Tidak netralnya pegawai negeri sipil dalam pemilihan kepala daerah (pilkada) serentak 2017 sangat disayangkan. Hal ini mencederai demokrasi dan menodai prinsip yang melandasi pegawai negeri yang memiliki nilai dasar, kode etik, perilaku, komitmen, integritas moral, serta tanggung jawab kepada pelayanan publik.
Pilkada serentak 2017 telah memasuki tahap kampanye yang baru berjalan dua pekan. Namun Badan Pengawas Pemilu (Bawaslu) sudah menerima 44 laporan yang dikategorikan sebagai pelanggaran netralitas pegawai negeri sipil dari 94 laporan yang masuk dari seluruh panitia pengawas pemilu. Itu pun belum termasuk laporan dari DKI Jakarta.
Keterlibatan pegawai negeri sipil (PNS) dalam pilkada tak lepas dari kondisi birokrasi yang tidak sehat. Kondisi itu dimanfaatkan oleh partai politik, baik dalam memobilisasi massa maupun memanipulasi pilihan. Ketidaknetralan PNS bisa berupa penyalahgunaan wewenang, seperti menerbitkan aturan kampanye kepada bawahan, mengumpulkan dana bagi parpol tertentu, dan memberikan fasilitas dinas atau negara.
Birokrasi yang tak sehat ditandai oleh promosi jabatan yang tidak sepenuhnya ditentukan berdasarkan kompetensi dan kinerja. Dalam birokrasi ini, afiliasi politik dan kedekatan dengan kepala daerah terpilih sangatlah penting untuk kelancaran karier. Bahkan tak mustahil PNS yang netral dan tidak berperan dalam kemenangan kandidat akan terhambat dalam karier atau mungkin dimutasikan. Walhasil, banyak birokrat memilih mengingkari sumpah jabatan dengan mengingkari netralitas.

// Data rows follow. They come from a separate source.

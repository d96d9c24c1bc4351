//! Opening the library database, and schema creation for tests.

use std::path::Path;

use rusqlite::{Connection, OpenFlags};

use crate::error::DbError;

/// Open an existing library database read-write.
///
/// The schema belongs to the external library application, so the file is
/// never created here: a missing path is an error, not an empty database.
pub fn open_database(path: &Path) -> Result<Connection, DbError> {
    if !path.is_file() {
        return Err(DbError::Missing(path.to_path_buf()));
    }
    let conn = Connection::open_with_flags(
        path,
        OpenFlags::SQLITE_OPEN_READ_WRITE | OpenFlags::SQLITE_OPEN_NO_MUTEX,
    )?;
    conn.execute_batch("PRAGMA foreign_keys=ON;")?;
    Ok(conn)
}

/// Open an in-memory database with the library schema. Useful for testing.
pub fn open_memory() -> Result<Connection, DbError> {
    let conn = Connection::open_in_memory()?;
    conn.execute_batch("PRAGMA foreign_keys=ON;")?;
    create_schema(&conn)?;
    Ok(conn)
}

/// Create the subset of the library application's tables this tool touches.
///
/// Test/fixture use only — production databases already carry the schema.
/// Idempotent, safe to call on an existing database.
pub fn create_schema(conn: &Connection) -> Result<(), DbError> {
    conn.execute_batch(SCHEMA_SQL)?;
    Ok(())
}

const SCHEMA_SQL: &str = r#"
-- A series groups the books of one title; one-shots are single-book series
CREATE TABLE IF NOT EXISTS series (
    id TEXT PRIMARY KEY,
    name TEXT NOT NULL,
    oneshot BOOLEAN NOT NULL DEFAULT 0
);

-- The title column is what the library application matches reading lists against
CREATE TABLE IF NOT EXISTS series_metadata (
    series_id TEXT NOT NULL PRIMARY KEY REFERENCES series(id),
    title TEXT,
    title_lock BOOLEAN NOT NULL DEFAULT 0
);

CREATE TABLE IF NOT EXISTS book (
    id TEXT PRIMARY KEY,
    series_id TEXT NOT NULL REFERENCES series(id),
    url TEXT NOT NULL
);
CREATE INDEX IF NOT EXISTS idx_book_series ON book(series_id);

CREATE TABLE IF NOT EXISTS book_metadata (
    book_id TEXT NOT NULL PRIMARY KEY REFERENCES book(id),
    number TEXT,
    release_date TEXT
);
"#;
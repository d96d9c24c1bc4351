//! Blocking client for the library server's series endpoints.

use std::time::Duration;

use crate::error::RemoteError;
use crate::types::{RemoteSeries, SeriesPage};

const PAGE_SIZE: usize = 100;

pub struct Client {
    http: reqwest::blocking::Client,
    base_url: String,
    api_key: String,
}

impl Client {
    /// Build a client for an API base URL (e.g. `http://nas:25600/api/v1`).
    pub fn new(base_url: impl Into<String>, api_key: impl Into<String>) -> Result<Self, RemoteError> {
        let http = reqwest::blocking::Client::builder()
            .timeout(Duration::from_secs(10))
            .build()?;
        Ok(Self {
            http,
            base_url: base_url.into().trim_end_matches('/').to_string(),
            api_key: api_key.into(),
        })
    }

    pub fn base_url(&self) -> &str {
        &self.base_url
    }

    fn post(
        &self,
        path: &str,
        body: &serde_json::Value,
    ) -> Result<reqwest::blocking::Response, RemoteError> {
        let url = format!("{}{}", self.base_url, path);
        let response = self
            .http
            .post(&url)
            .header("X-API-Key", &self.api_key)
            .header("Accept", "application/json")
            .json(body)
            .send()?;
        if !response.status().is_success() {
            return Err(RemoteError::Api {
                status: response.status().as_u16(),
                url,
            });
        }
        Ok(response)
    }

    /// Page through every series known to the server.
    pub fn list_series(&self) -> Result<Vec<RemoteSeries>, RemoteError> {
        let mut all = Vec::new();
        for page in 0.. {
            let response = self.post(
                &format!("/series/list?page={page}&size={PAGE_SIZE}"),
                &serde_json::json!({}),
            )?;
            let page_data: SeriesPage = response.json()?;
            all.extend(page_data.content);
            if page_data.last {
                break;
            }
        }
        Ok(all)
    }

    /// Set a series title server-side, locking it so a library rescan
    /// cannot overwrite the correction.
    pub fn update_series_title(&self, series_id: &str, title: &str) -> Result<(), RemoteError> {
        let body = serde_json::json!({
            "title": title,
            "titleLock": true,
            "sortTitle": title,
            "sortTitleLock": true,
        });
        self.post(&format!("/series/{series_id}/metadata"), &body)?;
        Ok(())
    }
}
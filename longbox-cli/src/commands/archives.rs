use std::path::PathBuf;

use longbox_lib::{RunOptions, correct_archives};

use super::{fail, make_gate, print_summary};
use crate::cli_types::ApplyArgs;

/// Run the `archives` command.
pub(crate) fn run_archives(dir: PathBuf, apply: &ApplyArgs) {
    let options = RunOptions {
        dry_run: apply.dry_run,
        ..Default::default()
    };
    let mut gate = make_gate(apply.yes);

    log::info!("Correcting one-shot archives under {}", dir.display());
    match correct_archives(&dir, &options, gate.as_mut()) {
        Ok(summary) => print_summary(&summary, apply.dry_run),
        Err(e) => fail(&e),
    }
}
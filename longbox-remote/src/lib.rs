//! Server-side title correction over the library application's REST API.
//!
//! An alternative to mutating the database file directly: the same
//! propose/confirm cycle, applied through the API with the title locked
//! so a rescan cannot undo the correction. Useful when the library server
//! stays running during the correction.

pub mod client;
pub mod correct;
pub mod error;
pub mod types;

pub use client::Client;
pub use correct::{RemoteOptions, correct_remote};
pub use error::RemoteError;
pub use types::{RemoteSeries, RemoteSeriesMetadata, SeriesPage};
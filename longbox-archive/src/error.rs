use std::path::PathBuf;

/// Errors that can occur while reading or rewriting comic archives.
#[derive(Debug, thiserror::Error)]
pub enum ArchiveError {
    #[error("I/O error: {0}")]
    Io(#[from] std::io::Error),

    #[error("Zip error: {0}")]
    Zip(#[from] zip::result::ZipError),

    #[error("XML parse error: {0}")]
    XmlParse(#[from] quick_xml::Error),

    #[error("No {entry} entry in {}", .path.display())]
    MissingEntry { entry: &'static str, path: PathBuf },

    #[error("Malformed metadata payload: {0}")]
    MalformedPayload(String),
}

impl ArchiveError {
    pub fn malformed(msg: impl Into<String>) -> Self {
        Self::MalformedPayload(msg.into())
    }
}
/// Errors from talking to the library server.
#[derive(Debug, thiserror::Error)]
pub enum RemoteError {
    #[error("HTTP error: {0}")]
    Http(#[from] reqwest::Error),

    #[error("Server returned {status} for {url}")]
    Api { status: u16, url: String },
}
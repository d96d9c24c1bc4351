//! Response payloads from the library server.

use serde::Deserialize;

/// One page of the paged series listing.
#[derive(Debug, Clone, Deserialize)]
pub struct SeriesPage {
    pub content: Vec<RemoteSeries>,
    pub last: bool,
}

/// A series as the server reports it.
#[derive(Debug, Clone, Deserialize)]
pub struct RemoteSeries {
    pub id: String,
    pub name: String,
    #[serde(default)]
    pub oneshot: bool,
    pub metadata: RemoteSeriesMetadata,
}

#[derive(Debug, Clone, Deserialize)]
#[serde(rename_all = "camelCase")]
pub struct RemoteSeriesMetadata {
    pub title: Option<String>,
    #[serde(default)]
    pub title_lock: bool,
}
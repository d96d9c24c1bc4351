use longbox_lib::RunError;
use longbox_remote::{Client, RemoteOptions, correct_remote};

use super::{fail, make_gate, print_summary};
use crate::cli_types::ApplyArgs;

/// Run the `remote` command.
pub(crate) fn run_remote(url: String, api_key: Option<String>, apply: &ApplyArgs) {
    let api_key = match api_key.or_else(|| std::env::var("KOMGA_API_KEY").ok()) {
        Some(key) => key,
        None => fail(&RunError::config(
            "no API key: pass --api-key or set KOMGA_API_KEY",
        )),
    };

    let client = match Client::new(url, api_key) {
        Ok(client) => client,
        Err(e) => {
            log::error!("loading failed: {e}");
            std::process::exit(1);
        }
    };
    let options = RemoteOptions {
        dry_run: apply.dry_run,
    };
    let mut gate = make_gate(apply.yes);

    log::info!("Correcting series through {}", client.base_url());
    match correct_remote(&client, &options, gate.as_mut()) {
        Ok(summary) => print_summary(&summary, apply.dry_run),
        Err(e) => {
            log::error!("loading failed: {e}");
            std::process::exit(1);
        }
    }
}
use longbox_db::DbError;

/// Errors that abort a correction run.
///
/// Per-record conditions — an unreadable payload, a failed archive
/// write — are deliberately not here: they are accumulated in the run
/// summary and reported at the end.
#[derive(Debug, thiserror::Error)]
pub enum RunError {
    #[error("Source unavailable: {0}")]
    SourceUnavailable(String),

    #[error("Backup write failed: {0}")]
    BackupWriteFailed(String),

    #[error("Database update failed for series '{id}': {source}")]
    ApplyFailed {
        id: String,
        #[source]
        source: DbError,
    },

    #[error("Config error: {0}")]
    Config(String),

    #[error("Database error: {0}")]
    Db(#[from] DbError),
}

impl RunError {
    pub fn source_unavailable(msg: impl Into<String>) -> Self {
        Self::SourceUnavailable(msg.into())
    }

    pub fn config(msg: impl Into<String>) -> Self {
        Self::Config(msg.into())
    }

    /// The run phase this error aborted, for operator-facing reporting.
    pub fn phase(&self) -> &'static str {
        match self {
            Self::SourceUnavailable(_) | Self::Db(_) => "loading",
            Self::BackupWriteFailed(_) => "backup",
            Self::ApplyFailed { .. } => "applying",
            Self::Config(_) => "configuration",
        }
    }
}
use std::path::PathBuf;

use longbox_lib::{PathMapping, RunOptions, correct_database};

use super::{fail, make_gate, print_summary};
use crate::cli_types::ApplyArgs;

/// Run the `database` command.
pub(crate) fn run_database(
    db_path: PathBuf,
    backup: Option<PathBuf>,
    oneshots: bool,
    remap: Option<String>,
    apply: &ApplyArgs,
) {
    // malformed remap strings abort before any I/O
    let mapping = match remap.as_deref().map(PathMapping::parse).transpose() {
        Ok(mapping) => mapping,
        Err(e) => fail(&e),
    };

    let options = RunOptions {
        dry_run: apply.dry_run,
        backup_dir: backup,
        mapping,
        fix_archives: oneshots,
    };
    let mut gate = make_gate(apply.yes);

    log::info!("Correcting library database: {}", db_path.display());
    match correct_database(&db_path, &options, gate.as_mut()) {
        Ok(summary) => print_summary(&summary, apply.dry_run),
        Err(e) => fail(&e),
    }
}
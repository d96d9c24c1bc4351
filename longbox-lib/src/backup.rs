//! Pre-mutation safety copy of the database file.

use std::fs;
use std::path::{Path, PathBuf};

use crate::error::RunError;

/// Scoped acquisition of the database file.
///
/// Acquired before any other component touches the database; if the copy
/// cannot be written the run aborts before anything mutates. With no
/// backup directory configured the guard is a no-op — the operator has
/// implicitly accepted the risk. Release is a no-op: the copy stays.
#[derive(Debug)]
pub struct BackupGuard {
    /// Where the safety copy landed, if one was requested.
    pub path: Option<PathBuf>,
}

impl BackupGuard {
    pub fn acquire(source: &Path, backup_dir: Option<&Path>) -> Result<Self, RunError> {
        let Some(dir) = backup_dir else {
            return Ok(Self { path: None });
        };
        let stamp = chrono::Local::now().format("%Y-%m-%d(%H_%M_%S)");
        let target = dir.join(format!("{stamp}.sqlite"));
        fs::copy(source, &target)
            .map_err(|e| RunError::BackupWriteFailed(format!("{}: {e}", target.display())))?;
        log::info!("Database backed up to {}", target.display());
        Ok(Self { path: Some(target) })
    }
}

Dalam banyak aduan, alasan mereka yang tidak netral itu adalah demi mendukung atasannya sebagai inkumben. Bawaslu harus lebih jeli mengawasi, karena ada 105 inkumben dari total 622 orang peserta pilkada serentak 2017. Para calon inkumben itu berpotensi menjadi pemenang karena ketidaknetralan birokrat ini.
Belajar dari pilkada serentak 2015, terdapat 56 laporan yang diserahkan Bawaslu kepada Kementerian Pendayagunaan Aparatur Negara dan Reformasi Birokrasi (PAN/RB). Namun banyak rekomendasi dari Komisi Aparatur Sipil Negara (KASN) yang tidak dilaksanakan oleh pejabat pembina kepegawaian, yang merupakan kepala daerah. Akibatnya, PNS yang terbukti melakukan pelanggaran tidak mendapat sanksi sama sekali.
Usul KASN agar sanksi langsung dijatuhkan oleh Badan Kepegawaian Negara (BKN) patut dipertimbangkan. Upaya pembinaan dan penegakan disiplin juga perlu terus dilakukan, misalnya melalui surat edaran pentingnya menjaga netralitas. Langkah KASN membentuk tim investigasi untuk menindaklanjuti laporan pelanggaran netralitas PNS yang diserahkan Bawaslu juga patut diapresiasi. Berdasarkan Pasal 33 Undang-Undang Nomor 5 Tahun 2014 tentang Aparatur Sipil Negara, KASN bisa merekomendasikan kepada presiden untuk menjatuhkan sanksi terhadap pejabat pembina kepegawaian yang tidak menjalankan ketentuan peraturan perundang-undangan.